Петр Беляков - В прицеле «Бурый медведь»
Мы занимаем угловой дом. В нем уже находятся несколько бойцов. Среди них невысокий плечистый командир с волевыми чертами лица. Одет он в белый полушубок. На ремне пистолет и две гранаты. Это, как сообщает Туз, наш новый комбат – старший лейтенант Орешкин.
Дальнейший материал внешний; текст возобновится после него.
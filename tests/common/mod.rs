use base64ct::{Base64, Encoding};
use dkimseal::{HeaderSigner, MemoryMail, SigningError, SigningView, TransferEncoding};
use sha2::{Digest, Sha256};
use std::cell::{Cell, RefCell};

/// A signer that records what it was given and emits a deterministic
/// signature header carrying a real SHA-256 hash of the frozen body.
pub struct MockSigner {
    pub calls: Cell<usize>,
    pub seen_bodies: RefCell<Vec<Vec<u8>>>,
    pub fail: Option<SigningError>,
}

impl MockSigner {
    pub fn new() -> Self {
        Self {
            calls: Cell::new(0),
            seen_bodies: RefCell::new(Vec::new()),
            fail: None,
        }
    }

    pub fn failing(error: SigningError) -> Self {
        Self {
            fail: Some(error),
            ..Self::new()
        }
    }
}

impl HeaderSigner for MockSigner {
    fn sign_header(&self, message: &SigningView<'_>) -> Result<String, SigningError> {
        self.calls.set(self.calls.get() + 1);
        if let Some(error) = self.fail {
            return Err(error);
        }

        let body = message.encoded_body().as_bytes().to_vec();
        let body_hash = Base64::encode_string(Sha256::digest(&body).as_slice());
        self.seen_bodies.borrow_mut().push(body);

        Ok(format!(
            "DKIM-Signature: v=1; a=rsa-sha256; c=relaxed/simple; d=example.com; s=test; \
             bh={body_hash}; h=From:To:Subject; b=dGVzdHNpZ25hdHVyZQ=="
        ))
    }
}

/// A signer that always returns the same header line.
pub struct StaticSigner(pub &'static str);

impl HeaderSigner for StaticSigner {
    fn sign_header(&self, _message: &SigningView<'_>) -> Result<String, SigningError> {
        Ok(self.0.to_owned())
    }
}

pub fn simple_mail() -> MemoryMail {
    let mut mail = MemoryMail::new();
    mail.append_header("From", "alice@example.com").unwrap();
    mail.append_header("To", "bob@example.com").unwrap();
    mail.append_header("Subject", "greetings").unwrap();
    mail
}

pub fn raw_mail(body: &str) -> MemoryMail {
    let mut mail = simple_mail();
    mail.set_raw_content(body, TransferEncoding::SevenBit);
    mail
}

/// Splits serialized output into header lines and body at the empty line.
pub fn split_output(output: &[u8]) -> (Vec<String>, Vec<u8>) {
    let pos = output
        .windows(4)
        .position(|w| w == b"\r\n\r\n")
        .expect("no header/body separator");
    let headers = std::str::from_utf8(&output[..pos])
        .unwrap()
        .split("\r\n")
        .map(str::to_owned)
        .collect();
    let body = output[pos + 4..].to_vec();
    (headers, body)
}
//! The message collaborator interface.

use crate::header::{HeaderFieldError, HeaderLine};
use std::{
    error::Error,
    fmt::{self, Display, Formatter},
    io::{self, Read, Write},
};

/// An error on the message side of serialization.
#[derive(Clone, Debug, Eq, PartialEq)]
pub enum MessageError {
    /// Pending changes could not be re-materialized into a consistent
    /// header/content state.
    Commit(Box<str>),
    /// The message has neither materialized content nor a content stream.
    MissingContent,
    /// The declared content transfer encoding is not recognized.
    UnknownTransferEncoding(Box<str>),
    /// A header field could not be represented.
    InvalidHeader(HeaderFieldError),
}

impl Display for MessageError {
    fn fmt(&self, f: &mut Formatter<'_>) -> fmt::Result {
        match self {
            Self::Commit(reason) => write!(f, "failed to commit pending changes: {reason}"),
            Self::MissingContent => write!(f, "no message content available"),
            Self::UnknownTransferEncoding(name) => {
                write!(f, "unknown content transfer encoding \"{name}\"")
            }
            Self::InvalidHeader(error) => error.fmt(f),
        }
    }
}

impl Error for MessageError {
    fn source(&self) -> Option<&(dyn Error + 'static)> {
        match self {
            Self::InvalidHeader(error) => Some(error),
            _ => None,
        }
    }
}

impl From<HeaderFieldError> for MessageError {
    fn from(error: HeaderFieldError) -> Self {
        Self::InvalidHeader(error)
    }
}

/// A trait for email messages that can be serialized with a signature.
///
/// This is the capability set the serializer needs from a message
/// implementation: committing pending changes, the committed/modified state,
/// access to the content in its three possible forms, ordered header
/// enumeration, and the 8-bit transport flag.
///
/// Content is acquired over the first applicable path, in this order:
///
/// * a *modified* message has its live content written through the filter
///   for its declared transfer encoding ([`write_content`]);
/// * a message without materialized raw content is drained byte for byte
///   from its [`content_stream`];
/// * otherwise [`raw_content`] is copied as-is.
///
/// [`write_content`]: SignableMessage::write_content
/// [`content_stream`]: SignableMessage::content_stream
/// [`raw_content`]: SignableMessage::raw_content
pub trait SignableMessage {
    /// Re-materializes headers and content into a consistent state.
    ///
    /// Idempotent. After a successful call the headers describing the
    /// content encoding match the bytes the content will produce.
    fn commit_changes(&mut self) -> Result<(), MessageError>;

    /// Whether pending structural changes have been committed.
    fn is_committed(&self) -> bool;

    /// Whether the content has been modified since it was last materialized.
    fn is_modified(&self) -> bool;

    /// The declared content transfer encoding name, for example
    /// `"quoted-printable"`.
    ///
    /// `None` means the content needs no encoding and passes through as-is.
    fn transfer_encoding(&self) -> Option<&str>;

    /// Writes the live, unencoded content to `sink`.
    fn write_content(&self, sink: &mut dyn Write) -> io::Result<()>;

    /// The already-materialized, transfer-encoded content bytes, if any.
    fn raw_content(&self) -> Option<&[u8]>;

    /// A reader over the stored content, for messages whose raw content is
    /// not materialized in memory.
    fn content_stream(&self) -> Result<Box<dyn Read + '_>, MessageError>;

    /// All header lines, in their original order, duplicates preserved.
    fn header_lines(&self) -> Box<dyn Iterator<Item = &HeaderLine> + '_>;

    /// Header lines in their original order, skipping those whose name is in
    /// `exclude`.
    ///
    /// Names are matched case-insensitively.
    fn header_lines_excluding<'a>(
        &'a self,
        exclude: &'a [&str],
    ) -> Box<dyn Iterator<Item = &'a HeaderLine> + 'a> {
        Box::new(
            self.header_lines()
                .filter(move |header| !exclude.iter().any(|name| *header.name() == *name)),
        )
    }

    /// Sets the 8-bit-clean transport flag.
    fn set_allow_8bit(&mut self, allow: bool);

    /// Whether 8-bit-clean transport is enabled.
    fn allow_8bit(&self) -> bool;
}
А с улицы доносится частая стрельба. Наш дом окружают фашисты. Что ж, придется драться до конца. Мы не одни. К нам присоединилась группа бойцов во главе с лейтенантом В. Г. Маноцковым, отрезанная от вокзала, где сосредоточились основные подразделения бригады. Нас примерно человек пятьдесят.
Комбат организует круговую оборону. Перед каждым ставит определенную задачу. Мое место возле углового окна. Маскируюсь первым попавшимся предметом – венским стулом, выставленным на подоконник. Веду наблюдение. Через оптический прицел хорошо просматриваются ближние улицы, железнодорожное полотно, дом на пригорке. Отличная позиция для снайпера! Из-за вагонов выбегает группа гитлеровцев. Впереди, судя по всему, офицер. На нем высокая фуражка, на груди бинокль. Нажимаю на спусковой крючок – гремит выстрел. Фашист роняет парабеллум и ударяется головой о землю. По опыту знаю, что солдаты попытаются унести труп офицера. Так и есть: гитлеровец ползет к убитому. И снова гремит выстрел. Справа кто-то бежит, укутанный в клетчатую шаль. Не женщина ли? Всматриваюсь и замечаю дуло автомата.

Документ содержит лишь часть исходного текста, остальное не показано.